__ASSIGNMENT__:
Retype the records below from their first line through the line containing "pub enum ExchangeError", and include nothing else.

__EXERCISE MATERIAL__:
__________

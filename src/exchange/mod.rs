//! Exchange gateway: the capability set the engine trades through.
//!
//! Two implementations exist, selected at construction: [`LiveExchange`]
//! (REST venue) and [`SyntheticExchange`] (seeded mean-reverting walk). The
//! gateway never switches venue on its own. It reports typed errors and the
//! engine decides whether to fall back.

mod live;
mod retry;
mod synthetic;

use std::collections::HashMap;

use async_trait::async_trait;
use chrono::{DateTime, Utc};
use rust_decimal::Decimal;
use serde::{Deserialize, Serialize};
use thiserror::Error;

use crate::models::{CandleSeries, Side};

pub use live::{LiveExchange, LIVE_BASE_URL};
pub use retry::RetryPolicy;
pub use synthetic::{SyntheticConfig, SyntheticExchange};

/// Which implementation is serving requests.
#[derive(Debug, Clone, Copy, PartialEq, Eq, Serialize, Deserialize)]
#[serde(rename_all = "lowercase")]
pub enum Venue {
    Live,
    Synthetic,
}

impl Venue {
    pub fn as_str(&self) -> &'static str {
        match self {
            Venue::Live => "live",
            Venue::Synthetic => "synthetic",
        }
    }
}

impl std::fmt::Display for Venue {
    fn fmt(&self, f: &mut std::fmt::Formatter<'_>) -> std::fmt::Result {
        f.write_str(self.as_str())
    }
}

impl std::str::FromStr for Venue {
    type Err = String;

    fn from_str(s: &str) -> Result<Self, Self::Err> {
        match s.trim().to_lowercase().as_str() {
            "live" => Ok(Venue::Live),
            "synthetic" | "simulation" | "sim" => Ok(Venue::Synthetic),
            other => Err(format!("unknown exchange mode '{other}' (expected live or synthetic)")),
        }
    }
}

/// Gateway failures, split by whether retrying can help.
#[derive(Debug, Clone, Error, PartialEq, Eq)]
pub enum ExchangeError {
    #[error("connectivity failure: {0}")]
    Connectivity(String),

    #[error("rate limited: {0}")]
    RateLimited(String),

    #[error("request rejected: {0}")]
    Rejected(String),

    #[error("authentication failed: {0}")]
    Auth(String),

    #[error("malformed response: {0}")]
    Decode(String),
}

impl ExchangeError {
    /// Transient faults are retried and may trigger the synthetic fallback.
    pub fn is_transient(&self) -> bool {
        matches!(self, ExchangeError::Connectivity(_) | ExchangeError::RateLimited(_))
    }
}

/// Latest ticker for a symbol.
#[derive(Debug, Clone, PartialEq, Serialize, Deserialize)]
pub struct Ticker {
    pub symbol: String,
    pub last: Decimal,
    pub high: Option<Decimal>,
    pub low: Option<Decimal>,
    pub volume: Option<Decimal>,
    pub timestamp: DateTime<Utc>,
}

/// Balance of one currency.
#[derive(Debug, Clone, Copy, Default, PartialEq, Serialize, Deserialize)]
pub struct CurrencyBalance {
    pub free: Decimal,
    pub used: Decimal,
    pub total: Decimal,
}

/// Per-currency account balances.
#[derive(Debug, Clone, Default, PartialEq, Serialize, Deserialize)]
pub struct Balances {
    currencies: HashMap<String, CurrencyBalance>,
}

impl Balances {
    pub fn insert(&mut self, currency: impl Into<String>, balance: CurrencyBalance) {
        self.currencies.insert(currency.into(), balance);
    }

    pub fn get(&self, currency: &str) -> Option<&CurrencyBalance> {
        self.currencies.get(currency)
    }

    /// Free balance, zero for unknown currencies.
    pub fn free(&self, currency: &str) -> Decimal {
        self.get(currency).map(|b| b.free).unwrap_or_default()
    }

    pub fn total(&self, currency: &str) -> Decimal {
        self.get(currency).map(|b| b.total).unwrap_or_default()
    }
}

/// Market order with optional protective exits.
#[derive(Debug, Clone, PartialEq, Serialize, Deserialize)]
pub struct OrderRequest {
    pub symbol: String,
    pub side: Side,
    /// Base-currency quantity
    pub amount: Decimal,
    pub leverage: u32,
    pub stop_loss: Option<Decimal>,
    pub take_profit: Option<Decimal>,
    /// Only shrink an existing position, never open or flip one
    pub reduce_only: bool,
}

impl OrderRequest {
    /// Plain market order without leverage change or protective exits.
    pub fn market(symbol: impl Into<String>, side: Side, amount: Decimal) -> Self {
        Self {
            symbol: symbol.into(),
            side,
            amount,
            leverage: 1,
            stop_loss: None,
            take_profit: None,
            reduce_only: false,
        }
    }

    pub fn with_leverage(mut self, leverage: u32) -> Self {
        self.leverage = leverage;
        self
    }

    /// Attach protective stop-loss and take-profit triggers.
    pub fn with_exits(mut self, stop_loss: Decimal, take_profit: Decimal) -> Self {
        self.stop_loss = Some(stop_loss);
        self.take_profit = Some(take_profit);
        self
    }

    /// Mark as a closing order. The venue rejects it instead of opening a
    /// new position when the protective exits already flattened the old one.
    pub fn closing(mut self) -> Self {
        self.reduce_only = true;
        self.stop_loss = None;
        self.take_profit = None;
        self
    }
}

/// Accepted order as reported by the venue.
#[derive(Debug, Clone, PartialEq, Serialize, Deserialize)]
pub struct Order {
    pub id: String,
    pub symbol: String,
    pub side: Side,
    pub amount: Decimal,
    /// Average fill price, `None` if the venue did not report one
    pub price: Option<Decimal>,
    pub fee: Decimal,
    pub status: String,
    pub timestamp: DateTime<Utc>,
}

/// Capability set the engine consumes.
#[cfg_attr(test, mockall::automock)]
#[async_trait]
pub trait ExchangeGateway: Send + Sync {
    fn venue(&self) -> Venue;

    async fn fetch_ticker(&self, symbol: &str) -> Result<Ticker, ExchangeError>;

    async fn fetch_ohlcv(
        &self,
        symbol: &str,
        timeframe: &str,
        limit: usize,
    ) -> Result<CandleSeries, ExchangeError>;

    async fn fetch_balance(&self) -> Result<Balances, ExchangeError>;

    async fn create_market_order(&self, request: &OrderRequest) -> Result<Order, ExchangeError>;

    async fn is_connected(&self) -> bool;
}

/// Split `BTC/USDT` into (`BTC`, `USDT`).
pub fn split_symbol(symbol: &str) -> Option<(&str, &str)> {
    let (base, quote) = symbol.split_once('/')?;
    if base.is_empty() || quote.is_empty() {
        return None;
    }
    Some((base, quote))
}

__________

__RESPONSE FOR THIS EXERCISE__:
filename src/exchange/mod.rs
//! Exchange gateway: the capability set the engine trades through.
//!
//! Two implementations exist, selected at construction: [`LiveExchange`]
//! (REST venue) and [`SyntheticExchange`] (seeded mean-reverting walk). The
//! gateway never switches venue on its own. It reports typed errors and the
//! engine decides whether to fall back.

mod live;
mod retry;
mod synthetic;

use std::collections::HashMap;

use async_trait::async_trait;
use chrono::{DateTime, Utc};
use rust_decimal::Decimal;
use serde::{Deserialize, Serialize};
use thiserror::Error;

use crate::models::{CandleSeries, Side};

pub use live::{LiveExchange, LIVE_BASE_URL};
pub use retry::RetryPolicy;
pub use synthetic::{SyntheticConfig, SyntheticExchange};

/// Which implementation is serving requests.
#[derive(Debug, Clone, Copy, PartialEq, Eq, Serialize, Deserialize)]
#[serde(rename_all = "lowercase")]
pub enum Venue {
    Live,
    Synthetic,
}

impl Venue {
    pub fn as_str(&self) -> &'static str {
        match self {
            Venue::Live => "live",
            Venue::Synthetic => "synthetic",
        }
    }
}

impl std::fmt::Display for Venue {
    fn fmt(&self, f: &mut std::fmt::Formatter<'_>) -> std::fmt::Result {
        f.write_str(self.as_str())
    }
}

impl std::str::FromStr for Venue {
    type Err = String;

    fn from_str(s: &str) -> Result<Self, Self::Err> {
        match s.trim().to_lowercase().as_str() {
            "live" => Ok(Venue::Live),
            "synthetic" | "simulation" | "sim" => Ok(Venue::Synthetic),
            other => Err(format!("unknown exchange mode '{other}' (expected live or synthetic)")),
        }
    }
}

/// Gateway failures, split by whether retrying can help.
#[derive(Debug, Clone, Error, PartialEq, Eq)]
pub enum ExchangeError {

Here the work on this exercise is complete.